Respondents make no serious effort to defend the decision of the Court of Appeals. They do not ask that the decision below be affirmed. Instead, they conclude that the “the writ of certiorari should be dismissed as improvidently granted.” Brief for Respondents 31. In the alternative, they argue that “the district court’s dismissal on grounds of res judicata should be reversed, and the district court directed to grant respondent’s motion to remand to the California state court.” Ibid. In their view, Brown I cannot be considered res judicata as to their state-law claims, since Brown I raised only federal-law claims and Brown II raised additional state-law claims not decided in Brown I, such as unfair competition, fraud, and restitution.
It is unnecessary for this Court to reach that issue. It is enough for our decision here that Brown I is res judicata as to respondents’ federal-law claims. Accordingly, the judgment of the Court of Appeals is reversed, and the cause is remanded for proceedings consistent with this opinion.
It is so ordered.
Petitioners have filed a supplemental memorandum with the Court indicating that Moitie II has been voluntarily dismissed, leaving Brown II as the subject of the petition.

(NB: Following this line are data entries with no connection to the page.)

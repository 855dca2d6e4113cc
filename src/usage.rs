//! Usage Store
//!
//! Redemption counters and completion records kept by the rule store. The engine only talks
//! to them through [`UsageStore`].

use std::sync::{Mutex, MutexGuard};

use async_trait::async_trait;
use rustc_hash::FxHashMap;
use thiserror::Error;

use crate::ids::{ConstructId, CustomerUuid, OrderUuid};

/// Errors raised by a usage store.
#[derive(Debug, Error, PartialEq, Eq)]
pub enum UsageError {
    /// The store's lock was poisoned by a panicking writer.
    #[error("usage store lock poisoned: {0}")]
    Poisoned(String),

    /// Another completion of the same order is running.
    #[error("order {0} is already being completed")]
    CompletionInProgress(OrderUuid),

    /// The order was never claimed, so it cannot be finished.
    #[error("order {0} has not been claimed")]
    NotClaimed(OrderUuid),

    /// The backing store failed.
    #[error("usage store unavailable: {0}")]
    Unavailable(String),
}

/// A usage increment lost its compare-and-swap race too many times.
#[derive(Debug, Clone, Error, PartialEq, Eq)]
#[error("lost {attempts} usage races for {construct}")]
pub struct ConcurrencyError {
    /// The contended construct.
    pub construct: ConstructId,

    /// Compare-and-swap attempts made.
    pub attempts: u32,
}

/// Result of a compare-and-swap on a usage counter.
#[derive(Debug, Clone, Copy, PartialEq, Eq)]
pub enum CasOutcome {
    /// The counter held the expected value and now holds the new one.
    Swapped,

    /// The counter held a different value, returned here.
    Conflict {
        /// Value observed by the store.
        current: u32,
    },
}

/// What a completed order recorded.
#[derive(Debug, Clone, PartialEq, Eq)]
pub struct CompletionRecord {
    /// Order the record belongs to.
    pub order: OrderUuid,

    /// Customer who placed the order.
    pub customer: CustomerUuid,

    /// Constructs whose usage was recorded.
    pub constructs: Vec<ConstructId>,

    /// Amount payable in minor units, when the order was priced by the engine.
    pub total_minor: Option<i64>,
}

/// Result of claiming an order for completion.
#[derive(Debug, Clone, PartialEq, Eq)]
pub enum OrderClaim {
    /// This caller owns the completion.
    Claimed,

    /// The order was completed before; nothing may be recorded again.
    AlreadyCompleted(CompletionRecord),

    /// Another caller is completing the order right now.
    InProgress,
}

/// Persistent usage counters.
#[cfg_attr(test, mockall::automock)]
#[async_trait]
pub trait UsageStore: Send + Sync {
    /// Current global usage count of a construct.
    async fn usage_count(&self, construct: &ConstructId) -> Result<u32, UsageError>;

    /// Set the usage count to `new` only if it currently equals `expected`.
    async fn compare_and_swap(
        &self,
        construct: &ConstructId,
        expected: u32,
        new: u32,
    ) -> Result<CasOutcome, UsageError>;

    /// Record one redemption by a customer if they have fewer than `limit`.
    ///
    /// A `limit` of zero means unlimited. Returns whether the redemption was recorded.
    async fn record_redemption(
        &self,
        construct: &ConstructId,
        customer: CustomerUuid,
        limit: u32,
    ) -> Result<bool, UsageError>;

    /// Give back one redemption recorded for a customer.
    async fn release_redemption(
        &self,
        construct: &ConstructId,
        customer: CustomerUuid,
    ) -> Result<(), UsageError>;

    /// Take ownership of an order's completion.
    async fn claim_order(&self, order: OrderUuid) -> Result<OrderClaim, UsageError>;

    /// Store the completion record and release the claim.
    async fn finish_order(&self, record: CompletionRecord) -> Result<(), UsageError>;

    /// Release a claim without recording anything.
    async fn abandon_order(&self, order: OrderUuid) -> Result<(), UsageError>;
}

#[derive(Debug, Clone)]
enum OrderState {
    InProgress,
    Completed(CompletionRecord),
}

#[derive(Debug, Default)]
struct UsageState {
    counts: FxHashMap<ConstructId, u32>,
    redemptions: FxHashMap<(ConstructId, CustomerUuid), u32>,
    orders: FxHashMap<OrderUuid, OrderState>,
}

/// Mutex-guarded, process-local [`UsageStore`].
#[derive(Debug, Default)]
pub struct InMemoryUsageStore {
    state: Mutex<UsageState>,
}

impl InMemoryUsageStore {
    /// Create an empty store.
    pub fn new() -> Self {
        Self::default()
    }

    /// Set a construct's usage count, e.g. from rule definitions.
    ///
    /// # Errors
    ///
    /// Returns [`UsageError::Poisoned`] if the lock is poisoned.
    pub fn seed(&self, construct: ConstructId, count: u32) -> Result<(), UsageError> {
        self.lock()?.counts.insert(construct, count);

        Ok(())
    }

    /// A customer's redemptions of a construct.
    ///
    /// # Errors
    ///
    /// Returns [`UsageError::Poisoned`] if the lock is poisoned.
    pub fn redemptions(
        &self,
        construct: &ConstructId,
        customer: CustomerUuid,
    ) -> Result<u32, UsageError> {
        Ok(self
            .lock()?
            .redemptions
            .get(&(construct.clone(), customer))
            .copied()
            .unwrap_or(0))
    }

    /// The completion record for an order, if it has been completed.
    ///
    /// # Errors
    ///
    /// Returns [`UsageError::Poisoned`] if the lock is poisoned.
    pub fn completion(&self, order: OrderUuid) -> Result<Option<CompletionRecord>, UsageError> {
        Ok(match self.lock()?.orders.get(&order) {
            Some(OrderState::Completed(record)) => Some(record.clone()),
            Some(OrderState::InProgress) | None => None,
        })
    }

    fn lock(&self) -> Result<MutexGuard<'_, UsageState>, UsageError> {
        self.state
            .lock()
            .map_err(|err| UsageError::Poisoned(err.to_string()))
    }
}

#[async_trait]
impl UsageStore for InMemoryUsageStore {
    async fn usage_count(&self, construct: &ConstructId) -> Result<u32, UsageError> {
        Ok(self.lock()?.counts.get(construct).copied().unwrap_or(0))
    }

    async fn compare_and_swap(
        &self,
        construct: &ConstructId,
        expected: u32,
        new: u32,
    ) -> Result<CasOutcome, UsageError> {
        let mut state = self.lock()?;
        let count = state.counts.entry(construct.clone()).or_insert(0);

        if *count != expected {
            return Ok(CasOutcome::Conflict { current: *count });
        }

        *count = new;

        Ok(CasOutcome::Swapped)
    }

    async fn record_redemption(
        &self,
        construct: &ConstructId,
        customer: CustomerUuid,
        limit: u32,
    ) -> Result<bool, UsageError> {
        let mut state = self.lock()?;
        let count = state
            .redemptions
            .entry((construct.clone(), customer))
            .or_insert(0);

        if limit > 0 && *count >= limit {
            return Ok(false);
        }

        *count = count.saturating_add(1);

        Ok(true)
    }

    async fn release_redemption(
        &self,
        construct: &ConstructId,
        customer: CustomerUuid,
    ) -> Result<(), UsageError> {
        let mut state = self.lock()?;

        if let Some(count) = state.redemptions.get_mut(&(construct.clone(), customer)) {
            *count = count.saturating_sub(1);
        }

        Ok(())
    }

    async fn claim_order(&self, order: OrderUuid) -> Result<OrderClaim, UsageError> {
        let mut state = self.lock()?;

        match state.orders.get(&order) {
            Some(OrderState::Completed(record)) => Ok(OrderClaim::AlreadyCompleted(record.clone())),
            Some(OrderState::InProgress) => Ok(OrderClaim::InProgress),
            None => {
                state.orders.insert(order, OrderState::InProgress);

                Ok(OrderClaim::Claimed)
            }
        }
    }

    async fn finish_order(&self, record: CompletionRecord) -> Result<(), UsageError> {
        let mut state = self.lock()?;

        match state.orders.get(&record.order) {
            Some(OrderState::InProgress) => {
                state
                    .orders
                    .insert(record.order, OrderState::Completed(record));

                Ok(())
            }
            Some(OrderState::Completed(_)) | None => Err(UsageError::NotClaimed(record.order)),
        }
    }

    async fn abandon_order(&self, order: OrderUuid) -> Result<(), UsageError> {
        let mut state = self.lock()?;

        if matches!(state.orders.get(&order), Some(OrderState::InProgress)) {
            state.orders.remove(&order);
        }

        Ok(())
    }
}

#[cfg(test)]
mod tests {
    use testresult::TestResult;

    use crate::{coupons::CouponCode, ids::PromotionUuid};

    use super::*;

    fn coupon(code: &str) -> TestResult<ConstructId> {
        Ok(ConstructId::Coupon(CouponCode::new(code).ok_or("empty code")?))
    }

    #[tokio::test]
    async fn compare_and_swap_only_applies_on_expected_value() -> TestResult {
        let store = InMemoryUsageStore::new();
        let construct = coupon("save10")?;

        store.seed(construct.clone(), 3)?;

        assert_eq!(
            store.compare_and_swap(&construct, 2, 3).await?,
            CasOutcome::Conflict { current: 3 }
        );
        assert_eq!(
            store.compare_and_swap(&construct, 3, 4).await?,
            CasOutcome::Swapped
        );
        assert_eq!(store.usage_count(&construct).await?, 4);

        Ok(())
    }

    #[tokio::test]
    async fn unseen_constructs_start_at_zero() -> TestResult {
        let store = InMemoryUsageStore::new();
        let construct = ConstructId::Promotion(PromotionUuid::now_v7());

        assert_eq!(store.usage_count(&construct).await?, 0);
        assert_eq!(
            store.compare_and_swap(&construct, 0, 1).await?,
            CasOutcome::Swapped
        );

        Ok(())
    }

    #[tokio::test]
    async fn redemptions_are_counted_per_customer() -> TestResult {
        let store = InMemoryUsageStore::new();
        let construct = coupon("welcome")?;
        let alice = CustomerUuid::now_v7();
        let bob = CustomerUuid::now_v7();

        assert!(store.record_redemption(&construct, alice, 0).await?);
        assert!(store.record_redemption(&construct, alice, 0).await?);
        assert!(store.record_redemption(&construct, bob, 0).await?);

        assert_eq!(store.redemptions(&construct, alice)?, 2);
        assert_eq!(store.redemptions(&construct, bob)?, 1);

        Ok(())
    }

    #[tokio::test]
    async fn redemptions_stop_at_the_per_customer_limit() -> TestResult {
        let store = InMemoryUsageStore::new();
        let construct = coupon("once")?;
        let customer = CustomerUuid::now_v7();

        assert!(store.record_redemption(&construct, customer, 1).await?);
        assert!(!store.record_redemption(&construct, customer, 1).await?);
        assert_eq!(store.redemptions(&construct, customer)?, 1);

        store.release_redemption(&construct, customer).await?;
        store.release_redemption(&construct, customer).await?;

        assert_eq!(store.redemptions(&construct, customer)?, 0);
        assert!(store.record_redemption(&construct, customer, 1).await?);

        Ok(())
    }

    #[tokio::test]
    async fn order_claims_are_exclusive_and_replayable() -> TestResult {
        let store = InMemoryUsageStore::new();
        let order = OrderUuid::now_v7();
        let record = CompletionRecord {
            order,
            customer: CustomerUuid::now_v7(),
            constructs: vec![coupon("save10")?],
            total_minor: Some(900),
        };

        assert_eq!(store.claim_order(order).await?, OrderClaim::Claimed);
        assert_eq!(store.claim_order(order).await?, OrderClaim::InProgress);

        store.finish_order(record.clone()).await?;

        assert_eq!(
            store.claim_order(order).await?,
            OrderClaim::AlreadyCompleted(record.clone())
        );
        assert_eq!(store.completion(order)?, Some(record.clone()));

        // Finishing twice is refused.
        assert_eq!(
            store.finish_order(record).await,
            Err(UsageError::NotClaimed(order))
        );

        Ok(())
    }

    #[tokio::test]
    async fn abandoned_claims_can_be_retaken() -> TestResult {
        let store = InMemoryUsageStore::new();
        let order = OrderUuid::now_v7();

        assert_eq!(store.claim_order(order).await?, OrderClaim::Claimed);

        store.abandon_order(order).await?;

        assert_eq!(store.claim_order(order).await?, OrderClaim::Claimed);

        Ok(())
    }
}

The Court of Appeals also affirmed the District Court’s conclusion that Brown II was properly removed to federal court, reasoning that the claims presented were “federal in nature.” We agree that at least some of the claims had a sufficient federal character to support removal. As one treatise puts it, courts “will not permit plaintiff to use artful pleading to close off defendant’s right to a federal forum . . . [and] occasionally the removal court will seek to determine whether the real nature of the claim is federal, regardless of plaintiff’s characterization.” 14 C. Wright, A. Miller, & E. Cooper, Federal Practice and Procedure § 3722, pp. 564-566 (1976) (citing cases) (footnote omitted). The District Court applied that settled principle to the facts of this case. After “an extensive review and analysis of the origins and substance of” the two Brown complaints, it found, and the Court of Appeals expressly agreed, that repondents had attempted to avoid removal jurisdiction by “artful [ly] ” casting their “essentially federal law claims” as state-law claims. We will not question here that factual finding. See Prospect Dairy, Inc. v. Dellwood Dairy Co., 237 F. Supp. 176 (NDNY 1964); In re Wiring Device Antitrust Litigation, 498 F. Supp. 79 (EDNY 1980); Three J Farms, Inc. v. Alton Box Board Co., 1979-1 Trade Cases ¶62,423 (SC 1978), rev’d on other grounds, 609 F. 2d 112 (CA4 1979), cert. denied, 445 U. S. 911 (1980).

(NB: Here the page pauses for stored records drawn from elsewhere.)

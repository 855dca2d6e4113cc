//! Tally CLI

use clap::Parser;

mod cli;
mod logging;

fn main() -> anyhow::Result<()> {
    let _env = dotenvy::dotenv();

    let cli = cli::Cli::parse();

    logging::init_subscriber(&cli.logging)?;

    cli.run()
}
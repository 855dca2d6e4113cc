//! Pricing arithmetic
//!
//! Minor-unit helpers shared by the action applier, the combo resolver and the rule loader.
//! Every monetary value is carried as an `i64` count of the currency's minor units while a
//! calculation is in flight and only wrapped back into [`Money`] at the edges.

use decimal_percentage::Percentage;
use num_traits::{FromPrimitive, ToPrimitive};
use rust_decimal::{Decimal, RoundingStrategy};
use rusty_money::{Money, iso::Currency};
use thiserror::Error;

/// Errors specific to discount calculations.
#[derive(Debug, Error, PartialEq, Eq)]
pub enum DiscountError {
    /// Percentage calculation could not be safely converted.
    #[error("percentage conversion overflowed or was not finite")]
    PercentConversion,

    /// Minor-unit arithmetic overflowed.
    #[error("monetary arithmetic overflowed")]
    Overflow,
}

/// Calculate a percentage of a minor unit amount, rounding half-up to whole minor units.
///
/// # Errors
///
/// Returns [`DiscountError::PercentConversion`] if the result cannot be represented.
pub fn percent_of_minor(percent: &Percentage, minor: i64) -> Result<i64, DiscountError> {
    let minor = Decimal::from_i64(minor).ok_or(DiscountError::PercentConversion)?;

    // `Percentage` only exposes its value through multiplication.
    ((*percent) * Decimal::ONE)
        .checked_mul(minor)
        .ok_or(DiscountError::PercentConversion)?
        .round_dp_with_strategy(0, RoundingStrategy::MidpointAwayFromZero)
        .to_i64()
        .ok_or(DiscountError::PercentConversion)
}

/// Clamp a computed discount into `[0, base]`.
pub fn clamp_discount(discount: i64, base: i64) -> i64 {
    discount.clamp(0, base.max(0))
}

/// Convert a decimal amount in major units (e.g. `12.50`) into minor units for `currency`.
///
/// Amounts finer than the currency's minor unit are rounded half-up.
pub fn minor_from_decimal(amount: Decimal, currency: &Currency) -> Option<i64> {
    let scale = 10_i64.checked_pow(currency.exponent)?;

    amount
        .checked_mul(Decimal::from(scale))?
        .round_dp_with_strategy(0, RoundingStrategy::MidpointAwayFromZero)
        .to_i64()
}

/// Convert a minor unit amount into a decimal amount in major units.
pub fn decimal_from_minor(minor: i64, currency: &Currency) -> Decimal {
    Decimal::new(minor, currency.exponent)
}

/// Wrap a minor unit amount as [`Money`].
pub fn money<'a>(minor: i64, currency: &'a Currency) -> Money<'a, Currency> {
    Money::from_minor(minor, currency)
}

/// Multiply a unit price by a quantity.
///
/// # Errors
///
/// Returns [`DiscountError::Overflow`] if the product does not fit in an `i64`.
pub fn line_total_minor(unit_minor: i64, quantity: u32) -> Result<i64, DiscountError> {
    unit_minor
        .checked_mul(i64::from(quantity))
        .ok_or(DiscountError::Overflow)
}

/// Split `amount` across `weights` proportionally, using largest-remainder rounding so the
/// parts always sum to exactly `amount`.
///
/// Ties on the remainder go to the earliest weight. When every weight is zero the whole
/// amount lands on the first part.
///
/// # Errors
///
/// Returns [`DiscountError::Overflow`] if intermediate arithmetic overflows.
pub fn distribute_proportionally(amount: i64, weights: &[i64]) -> Result<Vec<i64>, DiscountError> {
    let total: i128 = weights.iter().map(|weight| i128::from(*weight)).sum();

    if weights.is_empty() {
        return Ok(Vec::new());
    }

    if total <= 0 {
        let mut parts = vec![0; weights.len()];

        if let Some(first) = parts.first_mut() {
            *first = amount;
        }

        return Ok(parts);
    }

    let amount_wide = i128::from(amount);

    let mut parts = Vec::with_capacity(weights.len());
    let mut remainders = Vec::with_capacity(weights.len());

    for (idx, weight) in weights.iter().enumerate() {
        let scaled = amount_wide
            .checked_mul(i128::from(*weight))
            .ok_or(DiscountError::Overflow)?;

        parts.push(i64::try_from(scaled / total).map_err(|_err| DiscountError::Overflow)?);
        remainders.push((scaled % total, idx));
    }

    let allocated: i64 = parts.iter().sum();
    let mut leftover = amount - allocated;

    remainders.sort_by(|(a, a_idx), (b, b_idx)| b.cmp(a).then(a_idx.cmp(b_idx)));

    for (_, idx) in remainders {
        if leftover <= 0 {
            break;
        }

        if let Some(part) = parts.get_mut(idx) {
            *part += 1;
            leftover -= 1;
        }
    }

    Ok(parts)
}
impl<'a> RuleSet<'a> {
    /// Convert definitions, leaving out and logging any that are inconsistent.
    pub fn from_definitions(definitions: RuleDefinitions, currency: &'a Currency) -> Self {
        let mut rules = Self::default();

        rules.absorb(definitions, currency);

        rules
    }

    /// Decode and convert each record of a document, leaving out and logging any that are
    /// malformed or inconsistent.
    pub fn from_document(document: RuleDocument, currency: &'a Currency) -> Self {
        let mut rules = Self::default();

        let definitions = RuleDefinitions {
            promotions: rules.decode(document.promotions, "promotion", "id"),
            coupons: rules.decode(document.coupons, "coupon", "code"),
            combos: rules.decode(document.combos, "combo", "id"),
        };

        rules.absorb(definitions, currency);

        rules
    }

    fn decode<T: DeserializeOwned>(
        &mut self,
        records: Vec<serde_json::Value>,
        kind: &str,
        key: &str,
    ) -> Vec<T> {
        let mut decoded = Vec::with_capacity(records.len());

        for (idx, record) in records.into_iter().enumerate() {
            let label = match record.get(key).and_then(serde_json::Value::as_str) {
                Some(id) => format!("{kind}:{}", id.trim()),
                None => format!("{kind}s[{idx}]"),
            };

            match serde_json::from_value(record) {
                Ok(definition) => decoded.push(definition),
                Err(err) => self.reject(label, ConfigurationError::Malformed(err.to_string())),
            }
        }

        decoded
    }

    fn absorb(&mut self, definitions: RuleDefinitions, currency: &'a Currency) {
        for definition in definitions.promotions {
            let record = format!("promotion:{}", definition.id);

            match promotion_from(definition, currency) {
                Ok(promotion) => self.promotions.push(promotion),
                Err(error) => self.reject(record, error),
            }
        }

        let mut codes = FxHashSet::default();

        for definition in definitions.coupons {
            let record = format!("coupon:{}", definition.code.trim());

            match coupon_from(definition, currency) {
                Ok(coupon) if !codes.insert(coupon.code().clone()) => {
                    self.reject(record, ConfigurationError::DuplicateCode(coupon.code().clone()));
                }
                Ok(coupon) => self.coupons.push(coupon),
                Err(error) => self.reject(record, error),
            }
        }

        for definition in definitions.combos {
            let record = format!("combo:{}", definition.id);

            match combo_from(definition, currency) {
                Ok(combo) => self.combos.push(combo),
                Err(error) => self.reject(record, error),
            }
        }

        debug!(
            promotions = self.promotions.len(),
            coupons = self.coupons.len(),
            combos = self.combos.len(),
            rejected = self.rejections.len(),
            "loaded rule set"
        );
    }

    /// Parse a JSON rules document.
    ///
    /// # Errors
    ///
    /// Returns a [`RuleLoadError`] if the document is not valid JSON or its top level does
    /// not hold record lists.
    pub fn from_json(contents: &str, currency: &'a Currency) -> Result<Self, RuleLoadError> {
        Ok(Self::from_document(
            serde_json::from_str(contents)?,
            currency,
        ))
    }

    /// Parse a YAML rules document.
    ///
    /// # Errors
    ///
    /// Returns a [`RuleLoadError`] if the document is not valid YAML or its top level does
    /// not hold record lists.
    pub fn from_yaml(contents: &str, currency: &'a Currency) -> Result<Self, RuleLoadError> {
        Ok(Self::from_document(
            serde_norway::from_str(contents)?,
            currency,
        ))
    }

    /// Load a rules file, choosing the parser by extension.
    ///
    /// # Errors
    ///
    /// Returns a [`RuleLoadError`] if the file cannot be read or parsed.
    pub fn load(path: &Path, currency: &'a Currency) -> Result<Self, RuleLoadError> {
        let contents = read(path)?;

        match Format::of(path)? {
            Format::Json => Self::from_json(&contents, currency),
            Format::Yaml => Self::from_yaml(&contents, currency),
        }
    }

    /// Leave out every construct that references something `catalog` does not know.
    pub fn validate_against(&mut self, catalog: &impl Catalog) {
        let mut rejected = Vec::new();

        self.promotions.retain(|promotion| {
            let check = promotion.conditions().iter().try_for_each(|condition| {
                match condition {
                    Condition::SpecificProduct { product, variants } => {
                        catalog.check_selector(*product, variants)
                    }
                    Condition::MinAmount(_) | Condition::MinQuantity(_) => Ok(()),
                }
            });

            keep(check, &promotion.construct_id(), &mut rejected)
        });

        self.combos.retain(|combo| {
            let check = combo
                .items()
                .iter()
                .try_for_each(|item| catalog.check_selector(item.product(), item.variants()));

            keep(check, &combo.construct_id(), &mut rejected)
        });

        for rejection in rejected {
            self.reject(rejection.record, rejection.error);
        }
    }

    /// Returns the promotions
    pub fn promotions(&self) -> &[Promotion<'a>] {
        &self.promotions
    }

    /// Returns the coupons
    pub fn coupons(&self) -> &[Coupon<'a>] {
        &self.coupons
    }

    /// Returns the combos
    pub fn combos(&self) -> &[Combo<'a>] {
        &self.combos
    }

    /// Records left out while loading.
    pub fn rejections(&self) -> &[Rejection] {
        &self.rejections
    }

    /// Find a coupon by customer-entered code.
    pub fn coupon(&self, raw: &str) -> Option<&Coupon<'a>> {
        let code = CouponCode::new(raw)?;

        self.coupons.iter().find(|coupon| *coupon.code() == code)
    }

    fn reject(&mut self, record: String, error: ConfigurationError) {
        warn!(%record, %error, "excluding misconfigured construct");

        self.rejections.push(Rejection { record, error });
    }
}
use std::path::PathBuf;

use anyhow::Context;
use clap::Args;
use jiff::Timestamp;
use tally::{
    config::EngineConfig,
    customers::CustomerHistory,
    engine::{PricingContext, PricingEngine},
    rules::{RuleSet, load_order_definition},
};
use tracing::info;

#[derive(Debug, Args)]
pub(crate) struct QuoteArgs {
    /// Rules file (.json, .yml or .yaml)
    #[arg(long, env = "TALLY_RULES")]
    rules: PathBuf,

    /// Order file (.json, .yml or .yaml)
    #[arg(long)]
    order: PathBuf,

    /// Coupon code entered by the customer
    #[arg(long)]
    coupon: Option<String>,

    /// Evaluation time (RFC 3339); defaults to now
    #[arg(long)]
    now: Option<Timestamp>,

    /// Engine configuration file (YAML)
    #[arg(long, env = "TALLY_CONFIG")]
    config: Option<PathBuf>,

    /// Orders the customer has completed before this one
    #[arg(long, default_value_t = 0)]
    completed_orders: u32,
}

pub(crate) fn run(args: QuoteArgs) -> anyhow::Result<()> {
    let config = match &args.config {
        Some(path) => EngineConfig::load(path)
            .with_context(|| format!("failed to load config {}", path.display()))?,
        None => EngineConfig::default(),
    };

    let order = load_order_definition(&args.order)?
        .into_order()
        .with_context(|| format!("failed to build order from {}", args.order.display()))?;

    let rules = RuleSet::load(&args.rules, order.currency())?;

    let coupon = match args.coupon.as_deref() {
        Some(code) => Some(
            rules
                .coupon(code)
                .with_context(|| format!("unknown coupon code {code:?}"))?,
        ),
        None => None,
    };

    let context = PricingContext::new(args.now.unwrap_or_else(Timestamp::now)).with_history(
        CustomerHistory::first_time().with_completed_orders(args.completed_orders),
    );

    let priced = PricingEngine::new(config).price_order(
        &order,
        rules.promotions(),
        rules.combos(),
        coupon,
        &context,
    )?;

    info!(total = %priced.total(), discounts = priced.discounts().len(), "priced order");

    println!("{}", serde_json::to_string_pretty(&priced.to_report())?);

    Ok(())
}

The dismissal for failure to state a claim under Federal Rule of Civil Procedure 12 (b) (6) is a “judgment on the merits.” See Angel v. Bullington, 330 U. S. 183, 190 (1947); Bell v. Hood, 327 U. S. 678 (1946).

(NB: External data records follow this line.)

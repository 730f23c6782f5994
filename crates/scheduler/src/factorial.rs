// factorial.rs
// 示例任务体：逐步累乘计算阶乘，每一步乘法之前穿越一次挂起点。
use crate::error::{Error, Result};
use crate::task::{TaskContext, TaskOutcome};

/// 不挂起地计算 n!，超出 u128 范围时返回错误
pub fn factorial_value(n: u32) -> Result<u128> {
    (2..=n).try_fold(1u128, |acc, i| {
        acc.checked_mul(i as u128)
            .ok_or_else(|| Error::InvalidArgument(format!("{}! 超出 u128 范围", n)))
    })
}

/// 协作式阶乘任务。
///
/// 对 2..=n 的每个 i：上报步骤、挂起、再乘上 i。n < 2 时不挂起，直接得到 1。
/// 乘法溢出时以 `TaskFailure` 结束。
pub async fn factorial(mut ctx: TaskContext) -> Result<TaskOutcome> {
    let n = ctx.param();
    let mut f: u128 = 1;
    for i in 2..=n {
        ctx.step(i);
        ctx.suspend().await?;
        f = f.checked_mul(i as u128).ok_or_else(|| {
            Error::task_failure(ctx.label(), format!("计算 factorial({}) 时在第 {} 步溢出", n, i))
        })?;
        log::debug!("任务 {} 完成第 {} 步，当前乘积 {}", ctx.label(), i, f);
    }
    Ok(ctx.finish(f))
}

The decision below also conflicts with those of other Courts of Appeals holding that an adverse judgment from which no appeal has been taken is res judicata and bars any future action on the same claim, even if an authoritative contrary judicial decision on the legal issues involved is subsequently rendered in another case. E. g., National Association of Broadcasters v. FCC, 180 U. S. App. D. C. 259, 265, 554 F. 2d 1118, 1124 (1976) (“It is the generally accepted rule in civil cases that where less than all of the several co-parties appeal from an adverse judgment, a reversal as to the parties appealing does not necessitate or justify a reversal as to the parties not appealing”); Clouatre v. Houston Fire & Cas. Co., 229 F. 2d 596, 597-598 (CA5 1956); Appleton Toy & Furniture Co. v. Lehman Co., 165 F. 2d 801, 802 (CA7 1948); Ripperger v. A. C. Allyn & Co., 113 F. 2d 332, 333 (CA2), cert. denied, 311 U. S. 695 (1940).